## WHAT IS NEEDED
Please return all lines in the listing holding the word "before".

## MATERIAL FOR THE TASK

■ ■ ■ ■ ■

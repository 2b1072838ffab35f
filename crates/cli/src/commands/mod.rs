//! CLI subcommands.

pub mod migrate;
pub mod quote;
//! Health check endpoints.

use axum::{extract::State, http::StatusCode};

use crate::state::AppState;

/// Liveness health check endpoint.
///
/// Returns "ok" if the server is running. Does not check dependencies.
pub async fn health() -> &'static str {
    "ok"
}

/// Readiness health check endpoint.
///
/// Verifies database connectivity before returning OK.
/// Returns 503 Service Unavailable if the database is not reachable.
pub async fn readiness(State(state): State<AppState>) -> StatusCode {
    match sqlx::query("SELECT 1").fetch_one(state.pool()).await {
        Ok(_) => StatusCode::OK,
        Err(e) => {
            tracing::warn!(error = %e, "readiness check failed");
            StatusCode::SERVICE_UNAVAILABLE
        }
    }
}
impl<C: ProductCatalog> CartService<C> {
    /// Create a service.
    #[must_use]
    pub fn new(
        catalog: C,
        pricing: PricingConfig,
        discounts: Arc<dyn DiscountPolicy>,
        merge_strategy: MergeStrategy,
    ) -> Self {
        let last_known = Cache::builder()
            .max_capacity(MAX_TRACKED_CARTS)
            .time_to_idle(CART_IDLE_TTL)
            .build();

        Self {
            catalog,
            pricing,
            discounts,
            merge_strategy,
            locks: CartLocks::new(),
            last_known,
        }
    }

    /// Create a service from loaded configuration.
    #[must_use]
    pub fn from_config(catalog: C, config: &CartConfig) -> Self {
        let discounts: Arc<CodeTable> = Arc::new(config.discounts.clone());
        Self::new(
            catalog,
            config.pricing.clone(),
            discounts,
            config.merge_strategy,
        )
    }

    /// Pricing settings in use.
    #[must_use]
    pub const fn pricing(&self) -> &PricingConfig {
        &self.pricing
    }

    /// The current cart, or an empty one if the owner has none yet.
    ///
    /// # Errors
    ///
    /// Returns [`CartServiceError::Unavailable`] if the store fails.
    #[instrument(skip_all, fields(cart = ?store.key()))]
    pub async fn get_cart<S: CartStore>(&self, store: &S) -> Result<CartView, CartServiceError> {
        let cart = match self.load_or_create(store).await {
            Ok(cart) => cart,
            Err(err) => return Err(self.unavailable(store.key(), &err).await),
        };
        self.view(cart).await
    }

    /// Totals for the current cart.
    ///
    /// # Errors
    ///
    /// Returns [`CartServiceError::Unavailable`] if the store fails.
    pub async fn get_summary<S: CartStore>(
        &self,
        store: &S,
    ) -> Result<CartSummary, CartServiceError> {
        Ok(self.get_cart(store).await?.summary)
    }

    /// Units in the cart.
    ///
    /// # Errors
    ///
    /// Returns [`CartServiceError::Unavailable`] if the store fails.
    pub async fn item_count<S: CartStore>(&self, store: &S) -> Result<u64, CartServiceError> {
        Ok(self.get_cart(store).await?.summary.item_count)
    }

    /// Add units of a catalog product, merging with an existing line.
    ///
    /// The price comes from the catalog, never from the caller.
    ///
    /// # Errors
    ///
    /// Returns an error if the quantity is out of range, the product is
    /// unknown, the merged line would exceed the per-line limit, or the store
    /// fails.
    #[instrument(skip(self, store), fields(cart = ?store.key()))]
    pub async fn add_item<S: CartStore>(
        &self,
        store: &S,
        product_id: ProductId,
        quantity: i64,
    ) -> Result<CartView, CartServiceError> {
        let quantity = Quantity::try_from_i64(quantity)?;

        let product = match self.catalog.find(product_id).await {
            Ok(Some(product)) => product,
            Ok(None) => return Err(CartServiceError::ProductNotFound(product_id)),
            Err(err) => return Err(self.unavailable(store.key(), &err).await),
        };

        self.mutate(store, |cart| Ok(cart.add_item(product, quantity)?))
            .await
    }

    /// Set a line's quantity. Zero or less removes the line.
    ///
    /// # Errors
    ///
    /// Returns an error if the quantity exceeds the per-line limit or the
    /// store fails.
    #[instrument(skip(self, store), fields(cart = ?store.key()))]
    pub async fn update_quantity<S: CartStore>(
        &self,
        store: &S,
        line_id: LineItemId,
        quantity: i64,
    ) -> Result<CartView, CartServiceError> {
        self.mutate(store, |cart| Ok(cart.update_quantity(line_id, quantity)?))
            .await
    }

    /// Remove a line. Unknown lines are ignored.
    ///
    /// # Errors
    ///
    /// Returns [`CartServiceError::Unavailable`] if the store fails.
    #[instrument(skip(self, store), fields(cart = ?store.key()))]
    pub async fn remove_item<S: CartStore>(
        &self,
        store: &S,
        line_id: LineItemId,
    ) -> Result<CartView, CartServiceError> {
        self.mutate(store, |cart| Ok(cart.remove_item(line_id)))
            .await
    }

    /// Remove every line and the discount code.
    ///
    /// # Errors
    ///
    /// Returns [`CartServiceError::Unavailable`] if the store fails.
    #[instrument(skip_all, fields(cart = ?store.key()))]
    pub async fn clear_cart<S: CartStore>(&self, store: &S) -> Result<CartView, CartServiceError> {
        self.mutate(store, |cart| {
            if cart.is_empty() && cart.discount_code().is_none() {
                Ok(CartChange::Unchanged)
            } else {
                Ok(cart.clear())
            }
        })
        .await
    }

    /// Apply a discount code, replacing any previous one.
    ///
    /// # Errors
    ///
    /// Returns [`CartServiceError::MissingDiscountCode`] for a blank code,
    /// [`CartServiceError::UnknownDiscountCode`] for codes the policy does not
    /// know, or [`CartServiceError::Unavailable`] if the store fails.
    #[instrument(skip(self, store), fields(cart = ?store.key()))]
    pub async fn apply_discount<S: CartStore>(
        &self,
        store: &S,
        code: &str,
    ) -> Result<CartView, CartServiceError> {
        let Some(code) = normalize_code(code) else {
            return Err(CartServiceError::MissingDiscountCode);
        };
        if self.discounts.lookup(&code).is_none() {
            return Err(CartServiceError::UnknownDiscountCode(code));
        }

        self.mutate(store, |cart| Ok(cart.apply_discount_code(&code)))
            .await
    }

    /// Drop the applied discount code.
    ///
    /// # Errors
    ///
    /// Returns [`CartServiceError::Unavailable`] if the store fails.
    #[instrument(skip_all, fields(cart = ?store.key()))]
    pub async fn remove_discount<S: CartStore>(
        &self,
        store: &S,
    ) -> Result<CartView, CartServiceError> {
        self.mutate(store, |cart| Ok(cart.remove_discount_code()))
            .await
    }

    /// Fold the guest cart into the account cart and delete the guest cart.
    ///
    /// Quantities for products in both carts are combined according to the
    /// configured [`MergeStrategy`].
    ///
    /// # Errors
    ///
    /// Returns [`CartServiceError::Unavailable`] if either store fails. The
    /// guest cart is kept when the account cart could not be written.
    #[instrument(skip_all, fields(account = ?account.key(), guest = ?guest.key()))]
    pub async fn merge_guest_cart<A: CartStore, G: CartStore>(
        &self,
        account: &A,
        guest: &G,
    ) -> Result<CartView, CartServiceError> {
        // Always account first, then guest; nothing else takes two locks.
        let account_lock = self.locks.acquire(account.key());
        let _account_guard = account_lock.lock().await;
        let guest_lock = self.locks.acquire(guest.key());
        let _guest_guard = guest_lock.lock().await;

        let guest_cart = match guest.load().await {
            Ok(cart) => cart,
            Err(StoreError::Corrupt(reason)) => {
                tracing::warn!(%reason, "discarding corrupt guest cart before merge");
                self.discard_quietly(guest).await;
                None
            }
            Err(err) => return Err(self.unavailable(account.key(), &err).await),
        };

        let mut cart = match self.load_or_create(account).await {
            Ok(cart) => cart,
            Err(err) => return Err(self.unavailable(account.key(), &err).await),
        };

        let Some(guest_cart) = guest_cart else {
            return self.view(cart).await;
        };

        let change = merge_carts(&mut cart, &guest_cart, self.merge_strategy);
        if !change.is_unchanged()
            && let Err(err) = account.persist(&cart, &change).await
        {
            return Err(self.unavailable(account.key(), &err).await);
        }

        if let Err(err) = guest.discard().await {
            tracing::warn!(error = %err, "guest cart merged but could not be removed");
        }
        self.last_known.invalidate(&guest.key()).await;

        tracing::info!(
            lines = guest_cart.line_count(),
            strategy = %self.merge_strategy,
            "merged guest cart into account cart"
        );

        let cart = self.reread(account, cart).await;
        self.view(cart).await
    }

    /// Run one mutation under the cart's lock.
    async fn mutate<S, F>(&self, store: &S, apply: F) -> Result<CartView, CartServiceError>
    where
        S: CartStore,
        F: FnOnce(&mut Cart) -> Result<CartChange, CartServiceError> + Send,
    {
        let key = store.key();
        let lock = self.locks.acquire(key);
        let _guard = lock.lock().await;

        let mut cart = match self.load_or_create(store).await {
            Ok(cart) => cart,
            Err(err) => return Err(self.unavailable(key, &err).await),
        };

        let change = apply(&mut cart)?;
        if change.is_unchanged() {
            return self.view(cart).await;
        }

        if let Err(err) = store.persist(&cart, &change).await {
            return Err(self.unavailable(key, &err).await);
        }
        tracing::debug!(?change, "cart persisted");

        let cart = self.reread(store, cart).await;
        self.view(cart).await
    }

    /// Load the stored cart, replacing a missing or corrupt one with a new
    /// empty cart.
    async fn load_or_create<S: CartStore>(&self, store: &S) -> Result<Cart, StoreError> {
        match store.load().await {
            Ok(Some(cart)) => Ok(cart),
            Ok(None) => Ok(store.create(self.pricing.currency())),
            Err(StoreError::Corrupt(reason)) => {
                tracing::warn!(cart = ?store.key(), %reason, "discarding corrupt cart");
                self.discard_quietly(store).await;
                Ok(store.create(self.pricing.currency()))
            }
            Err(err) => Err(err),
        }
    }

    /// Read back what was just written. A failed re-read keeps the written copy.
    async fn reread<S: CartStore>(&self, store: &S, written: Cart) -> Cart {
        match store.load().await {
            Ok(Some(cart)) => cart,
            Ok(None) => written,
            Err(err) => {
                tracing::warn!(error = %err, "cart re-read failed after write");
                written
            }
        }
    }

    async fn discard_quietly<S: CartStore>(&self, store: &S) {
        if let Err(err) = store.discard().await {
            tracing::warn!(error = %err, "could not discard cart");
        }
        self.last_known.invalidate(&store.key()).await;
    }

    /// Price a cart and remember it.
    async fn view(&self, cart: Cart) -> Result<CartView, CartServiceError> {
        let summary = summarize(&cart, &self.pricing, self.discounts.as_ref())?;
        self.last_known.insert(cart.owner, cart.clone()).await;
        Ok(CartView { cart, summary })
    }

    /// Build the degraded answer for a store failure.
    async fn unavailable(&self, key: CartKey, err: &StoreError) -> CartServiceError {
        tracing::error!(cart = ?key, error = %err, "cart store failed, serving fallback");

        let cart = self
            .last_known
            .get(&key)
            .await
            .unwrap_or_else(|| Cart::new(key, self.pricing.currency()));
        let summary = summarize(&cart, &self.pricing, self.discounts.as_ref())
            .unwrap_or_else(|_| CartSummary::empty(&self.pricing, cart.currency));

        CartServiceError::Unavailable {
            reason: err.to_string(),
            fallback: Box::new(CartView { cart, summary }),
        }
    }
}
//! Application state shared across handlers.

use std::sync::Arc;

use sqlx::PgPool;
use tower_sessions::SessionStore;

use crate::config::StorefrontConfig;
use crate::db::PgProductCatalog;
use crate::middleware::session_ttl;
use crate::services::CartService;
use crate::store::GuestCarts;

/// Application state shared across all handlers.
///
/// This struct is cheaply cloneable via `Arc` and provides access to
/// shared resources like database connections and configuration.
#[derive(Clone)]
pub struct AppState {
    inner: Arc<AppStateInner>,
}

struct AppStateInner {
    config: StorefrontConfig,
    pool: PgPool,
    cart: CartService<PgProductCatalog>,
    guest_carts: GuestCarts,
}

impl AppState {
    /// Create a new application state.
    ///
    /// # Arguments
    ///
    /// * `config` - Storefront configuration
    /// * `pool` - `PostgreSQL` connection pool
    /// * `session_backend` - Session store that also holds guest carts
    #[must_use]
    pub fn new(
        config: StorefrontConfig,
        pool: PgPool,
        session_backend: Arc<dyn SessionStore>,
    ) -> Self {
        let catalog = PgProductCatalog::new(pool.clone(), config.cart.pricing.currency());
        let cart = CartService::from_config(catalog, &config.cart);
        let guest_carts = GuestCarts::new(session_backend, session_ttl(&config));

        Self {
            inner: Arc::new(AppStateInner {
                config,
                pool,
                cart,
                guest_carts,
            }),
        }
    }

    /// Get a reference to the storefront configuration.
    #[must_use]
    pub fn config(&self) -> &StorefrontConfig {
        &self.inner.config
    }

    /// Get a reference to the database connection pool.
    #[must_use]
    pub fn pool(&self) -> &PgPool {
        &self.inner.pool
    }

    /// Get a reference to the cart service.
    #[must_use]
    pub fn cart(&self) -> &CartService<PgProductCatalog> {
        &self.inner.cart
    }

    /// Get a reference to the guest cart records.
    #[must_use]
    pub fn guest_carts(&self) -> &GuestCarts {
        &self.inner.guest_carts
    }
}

■ ■ ■ ■ ■

## RESPONSE AREA
/// Verifies database connectivity before returning OK.
                tracing::warn!(%reason, "discarding corrupt guest cart before merge");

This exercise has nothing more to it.